● What you are asked to do:
Scan the entries for the string "Some" and give the number of lines that have it, nothing further.

● Provided data:
//! Environment-variable configuration loading and validation for vaultgate.
//!
//! All configuration is environment-only (no TOML file layer) — see the spec
//! table this mirrors. Every setting is validated once, at startup;
//! [`AppConfig::from_env`] returns a [`ConfigError`] rather than panicking so
//! the CLI binary can log a clean message and abort the process.

use std::path::PathBuf;

/// Resolved, validated application configuration.
///
/// Secret fields (`jwt_secret`, `federated_client_secret`) are redacted by
/// the `Debug` impl below — never logged in full.
#[derive(Clone)]
pub struct AppConfig {
    pub vault_path: PathBuf,
    pub remote_url: String,
    pub branch: String,
    pub user_name: String,
    pub user_email: String,
    pub sync_interval_seconds: u64,
    pub debounce_seconds: u64,
    pub port: u16,
    pub jwt_secret: String,
    pub server_url: String,
    pub access_token_ttl: u64,
    pub refresh_token_ttl: u64,
    pub federated_client_id: String,
    pub federated_client_secret: String,
    pub allowed_users: Vec<String>,
    pub trust_proxy: bool,
    pub max_sessions: usize,
}

fn redact(s: &str) -> &'static str {
    if s.is_empty() { "[empty]" } else { "[REDACTED]" }
}

impl std::fmt::Debug for AppConfig {
    fn fmt(&self, f: &mut std::fmt::Formatter<'_>) -> std::fmt::Result {
        f.debug_struct("AppConfig")
            .field("vault_path", &self.vault_path)
            .field("remote_url", &self.remote_url)
            .field("branch", &self.branch)
            .field("user_name", &self.user_name)
            .field("user_email", &self.user_email)
            .field("sync_interval_seconds", &self.sync_interval_seconds)
            .field("debounce_seconds", &self.debounce_seconds)
            .field("port", &self.port)
            .field("jwt_secret", &redact(&self.jwt_secret))
            .field("server_url", &self.server_url)
            .field("access_token_ttl", &self.access_token_ttl)
            .field("refresh_token_ttl", &self.refresh_token_ttl)
            .field("federated_client_id", &self.federated_client_id)
            .field("federated_client_secret", &redact(&self.federated_client_secret))
            .field("allowed_users", &self.allowed_users)
            .field("trust_proxy", &self.trust_proxy)
            .field("max_sessions", &self.max_sessions)
            .finish()
    }
}

/// Allowlist of environment variable names whose values must never be
/// handed to a subprocess — reused by `vaultgate-vcs` when sanitizing the
/// child process environment (spec §4.11).
pub const SECRET_ENV_VARS: &[&str] = &["JWT_SECRET", "FEDERATED_CLIENT_SECRET"];

impl AppConfig {
    /// Load and validate configuration from the process environment.
    pub fn from_env() -> Result<Self, ConfigError> {
        let vault_path = require_env("VAULT_PATH")?;
        let vault_path = PathBuf::from(&vault_path);
        if !vault_path.is_absolute() {
            return Err(ConfigError::Invalid {
                key: "VAULT_PATH",
                reason: "must be an absolute path".into(),
            });
        }

        let remote_url = require_plain("REMOTE_URL")?;
        let branch = require_plain("BRANCH")?;
        let user_name = require_plain("USER_NAME")?;
        let user_email = require_plain("USER_EMAIL")?;

        let sync_interval_seconds = require_nonneg_int("SYNC_INTERVAL_SECONDS")?;
        let debounce_seconds = require_nonneg_int("DEBOUNCE_SECONDS")?;

        let port_raw = require_env("PORT")?;
        let port: u16 = port_raw.parse().map_err(|_| ConfigError::Invalid {
            key: "PORT",
            reason: "must be an integer between 1 and 65535".into(),
        })?;
        if port == 0 {
            return Err(ConfigError::Invalid {
                key: "PORT",
                reason: "must be between 1 and 65535".into(),
            });
        }

        let jwt_secret = require_env("JWT_SECRET")?;
        if jwt_secret.len() < 32 {
            return Err(ConfigError::Invalid {
                key: "JWT_SECRET",
                reason: "must be at least 32 characters".into(),
            });
        }

        let server_url_raw = require_env("SERVER_URL")?;
        let parsed = url::Url::parse(&server_url_raw).map_err(|_| ConfigError::Invalid {
            key: "SERVER_URL",
            reason: "must be an absolute URL".into(),
        })?;
        if parsed.cannot_be_a_base() {
            return Err(ConfigError::Invalid {
                key: "SERVER_URL",
                reason: "must be an absolute URL".into(),
            });
        }
        let server_url = server_url_raw.trim_end_matches('/').to_string();

        let access_token_ttl = require_positive_int("ACCESS_TOKEN_TTL")?;
        let refresh_token_ttl = require_positive_int("REFRESH_TOKEN_TTL")?;

        let federated_client_id = require_plain("FEDERATED_CLIENT_ID")?;
        let federated_client_secret = require_env("FEDERATED_CLIENT_SECRET")?;
        if federated_client_secret.is_empty() {
            return Err(ConfigError::Invalid {
                key: "FEDERATED_CLIENT_SECRET",
                reason: "must not be empty".into(),
            });
        }

        let allowed_users_raw = require_env("ALLOWED_USERS")?;
        let allowed_users: Vec<String> = allowed_users_raw
            .split(',')
            .map(|s| s.trim().to_lowercase())
            .filter(|s| !s.is_empty())
            .collect();
        if allowed_users.is_empty() {
            return Err(ConfigError::Invalid {
                key: "ALLOWED_USERS",
                reason: "must contain at least one entry".into(),
            });
        }

        let trust_proxy_raw = require_env("TRUST_PROXY")?;
        let trust_proxy = parse_bool(&trust_proxy_raw).ok_or(ConfigError::Invalid {
            key: "TRUST_PROXY",
            reason: "must be a boolean (true/false)".into(),
        })?;

        let max_sessions = require_positive_int("MAX_SESSIONS")? as usize;

        tracing::info!(port, %server_url, max_sessions, "configuration loaded");

        Ok(Self {
            vault_path,
            remote_url,
            branch,
            user_name,
            user_email,
            sync_interval_seconds,
            debounce_seconds,
            port,
            jwt_secret,
            server_url,
            access_token_ttl,
            refresh_token_ttl,
            federated_client_id,
            federated_client_secret,
            allowed_users,
            trust_proxy,
            max_sessions,
        })
    }
}

fn parse_bool(s: &str) -> Option<bool> {
    match s.trim().to_ascii_lowercase().as_str() {
        "true" | "1" | "yes" | "on" => Some(true),
        "false" | "0" | "no" | "off" => Some(false),
        _ => None,
    }
}

fn require_env(key: &'static str) -> Result<String, ConfigError> {
    std::env::var(key).map_err(|_| ConfigError::Missing { key })
}

/// Non-empty, no leading `-`, no control characters — the shared constraint
/// for `REMOTE_URL`, `BRANCH`, `USER_NAME`, `USER_EMAIL`, `FEDERATED_CLIENT_ID`.
fn require_plain(key: &'static str) -> Result<String, ConfigError> {
    let value = require_env(key)?;
    if value.is_empty() {
        return Err(ConfigError::Invalid {
            key,
            reason: "must not be empty".into(),
        });
    }
    if value.starts_with('-') {
        return Err(ConfigError::Invalid {
            key,
            reason: "must not begin with '-'".into(),
        });
    }
    if value.chars().any(|c| c.is_control()) {
        return Err(ConfigError::Invalid {
            key,
            reason: "must not contain control characters".into(),
        });
    }
    Ok(value)
}

fn require_nonneg_int(key: &'static str) -> Result<u64, ConfigError> {
    let raw = require_env(key)?;
    raw.parse().map_err(|_| ConfigError::Invalid {
        key,
        reason: "must be a non-negative integer".into(),
    })
}

fn require_positive_int(key: &'static str) -> Result<u64, ConfigError> {
    let value = require_nonneg_int(key)?;
    if value == 0 {
        return Err(ConfigError::Invalid {
            key,
            reason: "must be a positive integer".into(),
        });
    }
    Ok(value)
}

/// Configuration errors. A non-empty `ValidationError`-equivalent variant
/// always aborts the process at startup — never surfaced over HTTP.
#[derive(Debug, thiserror::Error)]
pub enum ConfigError {
    #[error("missing required environment variable {key}")]
    Missing { key: &'static str },

    #[error("invalid value for {key}: {reason}")]
    Invalid {
        key: &'static str,
        reason: String,
    },
}

#[cfg(test)]
mod tests {
    use super::*;
    use std::sync::Mutex;

    // Environment variables are process-global; serialize tests that touch them.
    static ENV_LOCK: Mutex<()> = Mutex::new(());

    fn set_valid_env() {
        unsafe {
            std::env::set_var("VAULT_PATH", "/tmp/vault");
            std::env::set_var("REMOTE_URL", "git@example.com:vault.git");
            std::env::set_var("BRANCH", "main");
            std::env::set_var("USER_NAME", "vaultgate");
            std::env::set_var("USER_EMAIL", "vaultgate@example.com");
            std::env::set_var("SYNC_INTERVAL_SECONDS", "60");
            std::env::set_var("DEBOUNCE_SECONDS", "10");
            std::env::set_var("PORT", "8080");
            std::env::set_var("JWT_SECRET", "a".repeat(32));
            std::env::set_var("SERVER_URL", "https://vault.example.com/");
            std::env::set_var("ACCESS_TOKEN_TTL", "3600");
            std::env::set_var("REFRESH_TOKEN_TTL", "2592000");
            std::env::set_var("FEDERATED_CLIENT_ID", "client-123");
            std::env::set_var("FEDERATED_CLIENT_SECRET", "shh");
            std::env::set_var("ALLOWED_USERS", "Alice, BOB");
            std::env::set_var("TRUST_PROXY", "true");
            std::env::set_var("MAX_SESSIONS", "100");
        }
    }

    #[test]
    fn valid_env_loads_and_normalizes() {
        let _guard = ENV_LOCK.lock().unwrap();
        set_valid_env();
        let config = AppConfig::from_env().expect("valid config");
        assert_eq!(config.server_url, "https://vault.example.com");
        assert_eq!(config.allowed_users, vec!["alice", "bob"]);
        assert_eq!(config.port, 8080);
        assert!(config.trust_proxy);
    }

    #[test]
    fn short_jwt_secret_rejected() {
        let _guard = ENV_LOCK.lock().unwrap();
        set_valid_env();
        unsafe {
            std::env::set_var("JWT_SECRET", "too-short");
        }
        let err = AppConfig::from_env().unwrap_err();
        assert!(matches!(err, ConfigError::Invalid { key: "JWT_SECRET", .. }));
    }

    #[test]
    fn relative_vault_path_rejected() {
        let _guard = ENV_LOCK.lock().unwrap();
        set_valid_env();
        unsafe {
            std::env::set_var("VAULT_PATH", "relative/path");
        }
        let err = AppConfig::from_env().unwrap_err();
        assert!(matches!(err, ConfigError::Invalid { key: "VAULT_PATH", .. }));
    }

    #[test]
    fn missing_variable_is_reported_by_name() {
        let _guard = ENV_LOCK.lock().unwrap();
        set_valid_env();
        unsafe {
            std::env::remove_var("ALLOWED_USERS");
        }
        let err = AppConfig::from_env().unwrap_err();
        assert!(matches!(err, ConfigError::Missing { key: "ALLOWED_USERS" }));
        unsafe {
            std::env::set_var("ALLOWED_USERS", "alice");
        }
    }

    #[test]
    fn zero_port_rejected() {
        let _guard = ENV_LOCK.lock().unwrap();
        set_valid_env();
        unsafe {
            std::env::set_var("PORT", "0");
        }
        let err = AppConfig::from_env().unwrap_err();
        assert!(matches!(err, ConfigError::Invalid { key: "PORT", .. }));
        unsafe {
            std::env::set_var("PORT", "8080");
        }
    }
}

● Task output:
2